:: MATERIAL SHOWN ::
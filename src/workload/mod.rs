//! The unit of work performed by every experiment worker
//!
//! A [`WorkItem`] names one frame to convert to grayscale. Frames come either
//! from a deterministic generator or from files found in an input
//! directory. The conversion always runs outside any guard; workers touch
//! the shared counter and logger only after it finishes.

pub mod convert;
pub mod source;

use serde::{Deserialize, Serialize};
use std::fmt;
use std::path::PathBuf;
use std::time::Duration;

use crate::sync::metrics::seconds;

pub use convert::convert_to_grayscale;
pub use source::{IMAGE_EXTENSIONS, scan_directory, synthetic};

/// Where a work item's pixels come from.
#[derive(Debug, Clone, PartialEq, Eq, Serialize, Deserialize)]
#[serde(rename_all = "snake_case")]
pub enum ItemSource {
    /// Generated RGB frame, reproducible from its seed.
    Synthetic { width: u32, height: u32, seed: u64 },
    /// A file whose bytes are read as packed RGB pixels.
    File(PathBuf),
}

/// One frame to convert.
#[derive(Debug, Clone, PartialEq, Eq, Serialize, Deserialize)]
pub struct WorkItem {
    pub name: String,
    pub source: ItemSource,
}

impl fmt::Display for WorkItem {
    fn fmt(&self, f: &mut fmt::Formatter<'_>) -> fmt::Result {
        f.write_str(&self.name)
    }
}

/// Result of converting one work item.
#[derive(Debug, Clone, PartialEq, Serialize, Deserialize)]
pub struct ItemOutcome {
    pub name: String,
    /// Index of the worker (thread or process) that handled the item.
    pub worker: usize,
    pub success: bool,
    pub error: Option<String>,
    /// Time spent in the work function.
    #[serde(with = "seconds")]
    pub elapsed: Duration,
    /// FNV-1a of the grayscale pixels; identical across strategies.
    pub checksum: u64,
    pub pixels: u64,
}

impl ItemOutcome {
    /// The line a worker appends to the shared log for this outcome.
    pub fn log_line(&self) -> String {
        match &self.error {
            None => format!(
                "worker-{} converted {} ({} px, checksum {:016x})",
                self.worker, self.name, self.pixels, self.checksum
            ),
            Some(error) => format!("worker-{} failed {}: {}", self.worker, self.name, error),
        }
    }
}
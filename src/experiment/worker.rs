//! Child-process side of process experiments
//!
//! The coordinator writes one JSON [`WorkerJob`] per child and starts
//! `syncbench worker --job FILE`. The child converts its items, appends to
//! the shared log under the job's guard policy, and prints its outcomes as
//! a JSON array on stdout.

use anyhow::{Context, Result};
use serde::{Deserialize, Serialize};
use std::fs;
use std::path::{Path, PathBuf};
use std::sync::Arc;

use super::GuardPolicy;
use crate::sync::{FileSink, GuardedLogger, ProcessGuard};
use crate::workload::{ItemOutcome, WorkItem, convert_to_grayscale};

#[derive(Debug, Clone, PartialEq, Serialize, Deserialize)]
pub struct WorkerJob {
    /// Index of this child among its siblings.
    pub worker: usize,
    pub policy: GuardPolicy,
    pub items: Vec<WorkItem>,
    pub log_path: PathBuf,
    /// Lock file created by the coordinator; required for `CrossProcess`.
    pub lock_path: Option<PathBuf>,
    pub output_dir: Option<PathBuf>,
}

impl WorkerJob {
    pub fn write(&self, path: &Path) -> Result<()> {
        let json = serde_json::to_vec(self)?;
        fs::write(path, json).with_context(|| format!("Failed to write job file {}", path.display()))
    }

    pub fn read(path: &Path) -> Result<Self> {
        let bytes =
            fs::read(path).with_context(|| format!("Failed to read job file {}", path.display()))?;
        serde_json::from_slice(&bytes)
            .with_context(|| format!("Invalid job file {}", path.display()))
    }
}

/// Run every item of `job` in this process.
pub fn run_worker_job(job: &WorkerJob) -> Result<Vec<ItemOutcome>> {
    let sink = Arc::new(
        FileSink::open(&job.log_path)
            .with_context(|| format!("Failed to open log {}", job.log_path.display()))?,
    );
    let logger = match job.policy {
        GuardPolicy::Unguarded => GuardedLogger::unguarded(sink),
        GuardPolicy::CrossProcess => {
            let lock = job
                .lock_path
                .as_ref()
                .context("Cross-process job has no lock file")?;
            GuardedLogger::cross_process(sink, ProcessGuard::open(lock)?)
        }
        other => anyhow::bail!("{other} guards cannot span processes"),
    };

    tracing::debug!("worker-{}: {} item(s) under {}", job.worker, job.items.len(), job.policy);
    job.items
        .iter()
        .map(|item| -> Result<ItemOutcome> {
            let outcome = convert_to_grayscale(item, job.output_dir.as_deref(), job.worker);
            logger.append(&outcome.log_line())?;
            Ok(outcome)
        })
        .collect()
}

#[cfg(test)]
mod tests {
    use super::*;
    use crate::sync::{Guard, LogAudit};
    use crate::workload::synthetic;
    use std::thread;
    use tempfile::TempDir;

    fn job(dir: &Path, worker: usize, policy: GuardPolicy) -> WorkerJob {
        WorkerJob {
            worker,
            policy,
            items: synthetic(6, 8, 8, worker as u64 * 100),
            log_path: dir.join("shared.log"),
            lock_path: Some(dir.join("shared.lock")),
            output_dir: None,
        }
    }

    #[test]
    fn test_job_file_roundtrip() {
        let dir = TempDir::new().unwrap();
        let original = job(dir.path(), 1, GuardPolicy::CrossProcess);
        let path = dir.path().join("job.json");
        original.write(&path).unwrap();
        assert_eq!(WorkerJob::read(&path).unwrap(), original);
    }

    #[test]
    fn test_sibling_jobs_share_one_lock() {
        let dir = TempDir::new().unwrap();
        let guard = ProcessGuard::create(dir.path().join("shared.lock")).unwrap();
        FileSink::create(dir.path().join("shared.log")).unwrap();

        let jobs: Vec<_> = (0..3)
            .map(|w| job(dir.path(), w, GuardPolicy::CrossProcess))
            .collect();
        let outcomes: Vec<ItemOutcome> = thread::scope(|s| {
            let handles: Vec<_> = jobs
                .iter()
                .map(|job| s.spawn(move || run_worker_job(job).unwrap()))
                .collect();
            handles.into_iter().flat_map(|h| h.join().unwrap()).collect()
        });

        assert_eq!(outcomes.len(), 18);
        assert!(outcomes.iter().all(|o| o.success));
        let lines: Vec<String> = outcomes.iter().map(ItemOutcome::log_line).collect();
        let audit = LogAudit::inspect_file(&dir.path().join("shared.log"), &lines).unwrap();
        assert!(audit.is_clean(), "{audit}");
        assert_eq!(guard.stats().unwrap().acquisitions, 18);
    }

    #[test]
    fn test_in_process_policies_are_refused() {
        let dir = TempDir::new().unwrap();
        let err = run_worker_job(&job(dir.path(), 0, GuardPolicy::Exclusive)).unwrap_err();
        assert!(err.to_string().contains("cannot span processes"));
    }

    #[test]
    fn test_cross_process_job_needs_existing_lock() {
        let dir = TempDir::new().unwrap();
        assert!(run_worker_job(&job(dir.path(), 0, GuardPolicy::CrossProcess)).is_err());
    }
}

:: EXERCISE ::
Gather up every line in the data above that contains the word "struct", copying each one.

:: SOLUTION TO THE EXERCISE ::
pub struct WorkItem {
pub struct ItemOutcome {
pub struct WorkerJob {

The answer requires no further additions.